The Order: 1886 Devs Explain Tech for Shadows and Materials; “Just Getting Started” Maxing Out PS4
The upcoming PS4 exclusive The Order: 1886 definitely pushes the technolofy envelope in many aspects of its rendering, and Ready at Dawn’s Graphics and Engine Programmer Matt Pettineo has been sharing what kind of techniques are being used to achieve the level of realism we’re seeing in the game.
We use SDSM + EVSM
This technique, researched by Intel Tech Lead Andrew Lauritzen (you can read about his research here), implements Sample Distribution Shadow Maps with Exponential Variance Shadow Maps reducing light bleeding and artifacts, producing higher quality shadows than traditional Z-partitioning, saving development time and also guaranteeing efficient memory usage.
We use GGX for most materials. For skin we’re using pre-integrated SSS. There’s more details in our course notes from SIGGRAPH.
The GGX shader is a microfacet model that recreates light reflection from surfaces in a realistic and believable way, while pre-integrated skin shaders calculates shading for the skin based on pre-integrated physically based profiles. Basically it divides all skin lighting between head level lighting, bump level lighting and shadow. While head level lighting takes care of large surfaces, bump level simulates lighting on smaller details.
Interestingly enough, Pettineo had a discussion with Lauritzen himself on Twitter. Lauritzen advised to use pixel shaders instead of compute, and Pettineo’s repsonse seem to hint that The Order: 1886 may already be using asynchronous compute on the PS4’s GPU.
Moving on from the super-technical, Chief Technology Officer Andrea Pessino made a statement to squash a rumor alleging that The Order: 1886 is already close to maxing out the power of the PS4.

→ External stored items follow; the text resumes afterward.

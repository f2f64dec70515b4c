use serde::{Deserialize, Serialize};
use std::fmt;
use std::str::FromStr;

/// Character expression attached to every utterance.
#[derive(Debug, Clone, Copy, Default, PartialEq, Eq, Hash, Serialize, Deserialize)]
#[serde(rename_all = "lowercase")]
pub enum Emotion {
    #[default]
    Neutral,
    Happy,
    Sad,
    Angry,
    Relaxed,
    Surprised,
}

impl Emotion {
    pub const ALL: [Emotion; 6] = [
        Emotion::Neutral,
        Emotion::Happy,
        Emotion::Sad,
        Emotion::Angry,
        Emotion::Relaxed,
        Emotion::Surprised,
    ];

    /// Case-insensitive lookup; `None` for anything outside the six known tags.
    pub fn parse(tag: &str) -> Option<Self> {
        let tag = tag.trim();
        Self::ALL
            .into_iter()
            .find(|e| e.as_str().eq_ignore_ascii_case(tag))
    }

    pub fn as_str(&self) -> &'static str {
        match self {
            Emotion::Neutral => "neutral",
            Emotion::Happy => "happy",
            Emotion::Sad => "sad",
            Emotion::Angry => "angry",
            Emotion::Relaxed => "relaxed",
            Emotion::Surprised => "surprised",
        }
    }
}

impl fmt::Display for Emotion {
    fn fmt(&self, f: &mut fmt::Formatter<'_>) -> fmt::Result {
        f.write_str(self.as_str())
    }
}

impl FromStr for Emotion {
    type Err = crate::Error;

    fn from_str(s: &str) -> Result<Self, Self::Err> {
        Self::parse(s).ok_or_else(|| crate::Error::UnknownEmotion(s.to_string()))
    }
}
use thiserror::Error;

pub type Result<T, E = Error> = core::result::Result<T, E>;

#[derive(Debug, Error)]
pub enum Error {
    #[error("chat backend error: {0}")]
    Backend(String),
    #[error("speech output error: {0}")]
    Speech(String),
    #[error("invalid pattern: {0}")]
    Pattern(#[from] regex::Error),
}
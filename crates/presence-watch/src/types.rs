use serde::{Deserialize, Serialize};

#[derive(Debug, Clone, Copy, PartialEq, Serialize, Deserialize)]
pub struct BoundingBox {
    pub x: f32,
    pub y: f32,
    pub width: f32,
    pub height: f32,
}

/// One frame's worth of face detection output.
#[derive(Debug, Clone, PartialEq, Serialize, Deserialize)]
pub struct DetectionResult {
    pub face_detected: bool,
    pub confidence: f32,
    pub bounding_box: Option<BoundingBox>,
}

impl DetectionResult {
    pub fn face(confidence: f32) -> Self {
        Self {
            face_detected: true,
            confidence,
            bounding_box: None,
        }
    }

    pub fn empty() -> Self {
        Self {
            face_detected: false,
            confidence: 0.0,
            bounding_box: None,
        }
    }
}

/// Side effects requested by a presence transition.
#[derive(Debug, Clone, PartialEq, Eq)]
pub enum PresenceEvent {
    PersonDetected,
    /// Speak the configured greeting.
    GreetingStart(String),
    GreetingComplete,
    /// The visitor left mid-greeting; stop the greeting speech.
    InterruptGreeting,
    PersonDeparted,
}
//! idle-speech: unprompted character speech after a period of user inactivity
//!
//! [`IdleScheduler`] owns the countdown and phrase selection, [`IdleDriver`]
//! runs it on a one-second cadence and hands emitted lines to a
//! [`SpeechSink`]. Lines come from the user's phrase list, time-of-day
//! greetings, or a [`ChatBackend`] when AI generation is enabled.

mod types;
pub use types::{ChatMessage, ChatRole, IdleNotice, IdleState, IdleUtterance, TickOutcome, TimePeriod};

mod error;
pub use error::{Error, Result};

mod traits;
pub use traits::{ChatBackend, SpeechSink};

mod selector;
pub use selector::PhraseSelector;

pub mod generate;
pub use generate::{generate_idle_phrase, EmotionTagParser, THINKING_MARKER};

mod scheduler;
pub use scheduler::IdleScheduler;

mod driver;
pub use driver::IdleDriver;

#[cfg(feature = "mock")]
pub mod mock;

#[cfg(feature = "http")]
pub mod http;

pub use companion_context::{
    clamp_idle_interval, IdleModeSettings, IdlePhrase, IdlePlaybackMode, IDLE_INTERVAL_MAX,
    IDLE_INTERVAL_MIN,
};
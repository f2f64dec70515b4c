//! presence-watch: camera-driven visitor presence state machine
//!
//! The [`PresenceWatcher`] turns a stream of face-detection results into the
//! four-state presence machine (`idle → detected → greeting →
//! conversation-ready → idle`) and mirrors it into the shared
//! [`companion_context::HomeContext`]. [`PresenceMonitor`] drives a
//! [`FaceDetector`] at the configured poll interval.

mod types;
pub use types::{BoundingBox, DetectionResult, PresenceEvent};

mod error;
pub use error::{Error, Result};

mod traits;
pub use traits::FaceDetector;

#[cfg(feature = "mock")]
mod mock;
#[cfg(feature = "mock")]
pub use mock::{ScriptedDetector, ScriptedFailure};

mod watcher;
pub use watcher::PresenceWatcher;

mod monitor;
pub use monitor::{PresenceCommand, PresenceMonitor};

pub use companion_context::{PresenceError, PresenceErrorCode, PresenceState};
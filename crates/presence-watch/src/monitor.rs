use crate::{FaceDetector, PresenceEvent, PresenceWatcher};
use tokio::sync::mpsc;
use tokio_util::sync::CancellationToken;

/// Commands accepted by a running [`PresenceMonitor`].
#[derive(Debug, Clone, Copy, PartialEq, Eq)]
pub enum PresenceCommand {
    /// The greeting speech finished playing.
    CompleteGreeting,
    /// Retry camera/model start-up after a terminal failure.
    Retry,
    Stop,
}

/// Polls a [`FaceDetector`] at the sensitivity interval and forwards the
/// resulting presence events.
pub struct PresenceMonitor<D: FaceDetector> {
    watcher: PresenceWatcher,
    detector: D,
    events: mpsc::UnboundedSender<PresenceEvent>,
    commands: mpsc::UnboundedReceiver<PresenceCommand>,
}

impl<D: FaceDetector> PresenceMonitor<D> {
    pub fn new(
        watcher: PresenceWatcher,
        detector: D,
        events: mpsc::UnboundedSender<PresenceEvent>,
        commands: mpsc::UnboundedReceiver<PresenceCommand>,
    ) -> Self {
        Self {
            watcher,
            detector,
            events,
            commands,
        }
    }

    /// Run until cancelled or told to stop. Returns the watcher so callers can
    /// inspect the final state.
    pub async fn run(mut self, cancel: CancellationToken) -> PresenceWatcher {
        let interval = self.watcher.settings().sensitivity.poll_interval();
        let _ = self.watcher.start(&mut self.detector).await;

        let mut ticker = tokio::time::interval(interval);
        ticker.set_missed_tick_behavior(tokio::time::MissedTickBehavior::Skip);

        loop {
            tokio::select! {
                _ = cancel.cancelled() => break,
                cmd = self.commands.recv() => match cmd {
                    Some(PresenceCommand::CompleteGreeting) => {
                        if let Some(ev) = self.watcher.complete_greeting() {
                            self.emit(ev);
                        }
                    }
                    Some(PresenceCommand::Retry) => {
                        let _ = self.watcher.start(&mut self.detector).await;
                    }
                    Some(PresenceCommand::Stop) | None => break,
                },
                _ = ticker.tick(), if self.watcher.is_detecting() => {
                    match self.detector.detect().await {
                        Ok(result) => {
                            for ev in self.watcher.observe(&result) {
                                self.emit(ev);
                            }
                        }
                        Err(e) => {
                            self.watcher.report_failure(&e);
                            if e.is_terminal() {
                                self.detector.release();
                            }
                        }
                    }
                }
            }
        }

        self.watcher.stop(&mut self.detector);
        self.watcher
    }

    fn emit(&self, ev: PresenceEvent) {
        if self.events.send(ev).is_err() {
            tracing::debug!("presence event receiver dropped");
        }
    }
}

#[cfg(test)]
mod tests {
    use super::*;
    use crate::{DetectionResult, ScriptedDetector, ScriptedFailure};
    use companion_context::{
        DetectionSensitivity, HomeContext, ManualClock, PresenceSettings, PresenceState,
    };
    use std::sync::Arc;
    use std::time::Duration;

    fn presence_settings() -> PresenceSettings {
        PresenceSettings {
            enabled: true,
            greeting_message: "hi".to_string(),
            greeting_delay_secs: 0.0,
            sensitivity: DetectionSensitivity::High,
            ..PresenceSettings::default()
        }
    }

    #[tokio::test(start_paused = true)]
    async fn test_monitor_forwards_events_and_completes_greeting() {
        let ctx = HomeContext::new();
        let watcher = PresenceWatcher::new(
            presence_settings(),
            ctx.clone(),
            Arc::new(ManualClock::new()),
        );
        let detector = ScriptedDetector::new([DetectionResult::face(0.9)]);
        let (ev_tx, mut ev_rx) = mpsc::unbounded_channel();
        let (cmd_tx, cmd_rx) = mpsc::unbounded_channel();
        let cancel = CancellationToken::new();

        let monitor = PresenceMonitor::new(watcher, detector, ev_tx, cmd_rx);
        let task = tokio::spawn(monitor.run(cancel.clone()));

        assert_eq!(ev_rx.recv().await, Some(PresenceEvent::PersonDetected));
        assert_eq!(
            ev_rx.recv().await,
            Some(PresenceEvent::GreetingStart("hi".to_string()))
        );

        cmd_tx.send(PresenceCommand::CompleteGreeting).unwrap();
        assert_eq!(ev_rx.recv().await, Some(PresenceEvent::GreetingComplete));
        assert_eq!(ctx.read().presence_state, PresenceState::ConversationReady);

        cancel.cancel();
        let watcher = task.await.unwrap();
        assert_eq!(watcher.state(), PresenceState::Idle);
        assert!(!watcher.is_detecting());
    }

    #[tokio::test(start_paused = true)]
    async fn test_monitor_waits_for_retry_after_terminal_failure() {
        let ctx = HomeContext::new();
        let watcher = PresenceWatcher::new(
            presence_settings(),
            ctx.clone(),
            Arc::new(ManualClock::new()),
        );
        let detector = ScriptedDetector::failing(ScriptedFailure::NoCamera);
        let (ev_tx, mut ev_rx) = mpsc::unbounded_channel();
        let (cmd_tx, cmd_rx) = mpsc::unbounded_channel();
        let cancel = CancellationToken::new();

        let task = tokio::spawn(PresenceMonitor::new(watcher, detector, ev_tx, cmd_rx).run(cancel));

        tokio::time::sleep(Duration::from_secs(2)).await;
        assert!(ev_rx.try_recv().is_err());
        assert!(ctx.read().presence_error.is_some());

        cmd_tx.send(PresenceCommand::Retry).unwrap();
        cmd_tx.send(PresenceCommand::Stop).unwrap();
        let watcher = task.await.unwrap();
        assert!(watcher.error().is_some());
    }
}
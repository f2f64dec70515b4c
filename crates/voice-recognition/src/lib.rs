//! voice-recognition: one listening facade over interchangeable recognition back-ends

mod types;
pub use types::{
    BackendEvent, SessionSnapshot, StreamEvent, UserUtterance, UtteranceSource, VoiceStatus,
};

mod error;
pub use error::{Result, VoiceError};

mod traits;
pub use traits::{AudioCapture, ProviderFactory, RealtimeLink, RecognitionBackend, SpeechStream, Transcriber};

mod outbox;
pub use outbox::UtteranceOutbox;

mod silence;
pub use silence::{SilenceAction, SilenceDetector};

mod browser;
pub use browser::BrowserBackend;

mod whisper;
pub use whisper::WhisperBackend;

mod realtime;
pub use realtime::RealtimeBackend;

pub mod plugin;
pub use plugin::{new_recognition_backend, BackendContext};

mod dispatcher;
pub use dispatcher::VoiceRecognitionDispatcher;

mod handle;
pub use handle::{spawn_voice_actor, VoiceHandle};

#[cfg(feature = "mock")]
pub mod mock;

#[cfg(feature = "audio")]
pub mod mic;

#[cfg(feature = "whisper_http")]
pub mod whisper_http;

pub use companion_context::{RecognitionMode, VoiceSettings};
use thiserror::Error;

pub type Result<T, E = VoiceError> = core::result::Result<T, E>;

#[derive(Debug, Error)]
pub enum VoiceError {
    #[error("microphone permission denied: {0}")]
    Permission(String),
    #[error("audio device unavailable: {0}")]
    Device(String),
    #[error("speech recognition not supported: {0}")]
    Unsupported(String),
    #[error("transcription failed: {0}")]
    Transcription(String),
    #[error("realtime link error: {0}")]
    Link(String),
    #[error("voice recognition actor stopped")]
    Closed,
}

impl VoiceError {
    /// Permission and missing-hardware failures need user action; retrying
    /// on our own will not help.
    pub fn is_terminal(&self) -> bool {
        matches!(
            self,
            VoiceError::Permission(_) | VoiceError::Device(_) | VoiceError::Unsupported(_)
        )
    }
}
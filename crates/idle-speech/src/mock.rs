use crate::{ChatBackend, ChatMessage, Error, IdleUtterance, Result, SpeechSink};
use async_trait::async_trait;
use std::sync::atomic::{AtomicU32, Ordering};
use std::sync::Mutex;
use std::time::Duration;

enum Reply {
    Chunks(Vec<String>),
    Fail(String),
}

/// Chat backend returning a canned reply, optionally after a delay.
pub struct MockChatBackend {
    reply: Reply,
    delay: Option<Duration>,
    calls: AtomicU32,
    last: Mutex<Vec<ChatMessage>>,
}

impl MockChatBackend {
    pub fn new() -> Self {
        Self {
            reply: Reply::Chunks(Vec::new()),
            delay: None,
            calls: AtomicU32::new(0),
            last: Mutex::new(Vec::new()),
        }
    }

    pub fn with_reply(self, text: impl Into<String>) -> Self {
        self.with_chunks([text.into()])
    }

    pub fn with_chunks(mut self, chunks: impl IntoIterator<Item = String>) -> Self {
        self.reply = Reply::Chunks(chunks.into_iter().collect());
        self
    }

    pub fn with_error(mut self, message: impl Into<String>) -> Self {
        self.reply = Reply::Fail(message.into());
        self
    }

    pub fn with_delay(mut self, delay: Duration) -> Self {
        self.delay = Some(delay);
        self
    }

    pub fn calls(&self) -> u32 {
        self.calls.load(Ordering::SeqCst)
    }

    pub fn last_messages(&self) -> Vec<ChatMessage> {
        self.last.lock().map(|m| m.clone()).unwrap_or_default()
    }
}

impl Default for MockChatBackend {
    fn default() -> Self {
        Self::new()
    }
}

#[async_trait]
impl ChatBackend for MockChatBackend {
    async fn complete(&self, messages: &[ChatMessage]) -> Result<Vec<String>> {
        self.calls.fetch_add(1, Ordering::SeqCst);
        if let Ok(mut last) = self.last.lock() {
            *last = messages.to_vec();
        }
        if let Some(delay) = self.delay {
            tokio::time::sleep(delay).await;
        }
        match &self.reply {
            Reply::Chunks(chunks) => Ok(chunks.clone()),
            Reply::Fail(msg) => Err(Error::Backend(msg.clone())),
        }
    }
}

/// Speech sink that records what it was asked to say.
///
/// With a hold duration each `speak` call sleeps for that long, standing in
/// for audio playback.
#[derive(Default)]
pub struct RecordingSpeechSink {
    spoken: Mutex<Vec<(String, IdleUtterance)>>,
    stops: AtomicU32,
    hold: Option<Duration>,
}

impl RecordingSpeechSink {
    pub fn new() -> Self {
        Self::default()
    }

    pub fn with_hold(mut self, hold: Duration) -> Self {
        self.hold = Some(hold);
        self
    }

    pub fn spoken(&self) -> Vec<IdleUtterance> {
        self.spoken
            .lock()
            .map(|s| s.iter().map(|(_, u)| u.clone()).collect())
            .unwrap_or_default()
    }

    pub fn session_ids(&self) -> Vec<String> {
        self.spoken
            .lock()
            .map(|s| s.iter().map(|(id, _)| id.clone()).collect())
            .unwrap_or_default()
    }

    pub fn stop_count(&self) -> u32 {
        self.stops.load(Ordering::SeqCst)
    }
}

#[async_trait]
impl SpeechSink for RecordingSpeechSink {
    async fn speak(&self, session_id: &str, utterance: &IdleUtterance) -> Result<()> {
        if let Ok(mut spoken) = self.spoken.lock() {
            spoken.push((session_id.to_string(), utterance.clone()));
        }
        if let Some(hold) = self.hold {
            tokio::time::sleep(hold).await;
        }
        Ok(())
    }

    fn stop_all(&self) {
        self.stops.fetch_add(1, Ordering::SeqCst);
    }
}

Maxing out?! We are just getting started… ; )
Talking about squashing rumors, Pessino also firmly denied that Sony Santa Monica’s new IP was canceled in order to focus on pushing The Order: 1886 on the shelves by Christmas.
False, ridiculous and insulting to everyone involved.
Can’t be much more clear cut than that. The rumor definitely didn’t seem very believable to begin with, as you don’t normally lay off fifty talented designers to focus more on a project. If you want to help that project out of the gate, you shift people to it, you don’t fire them.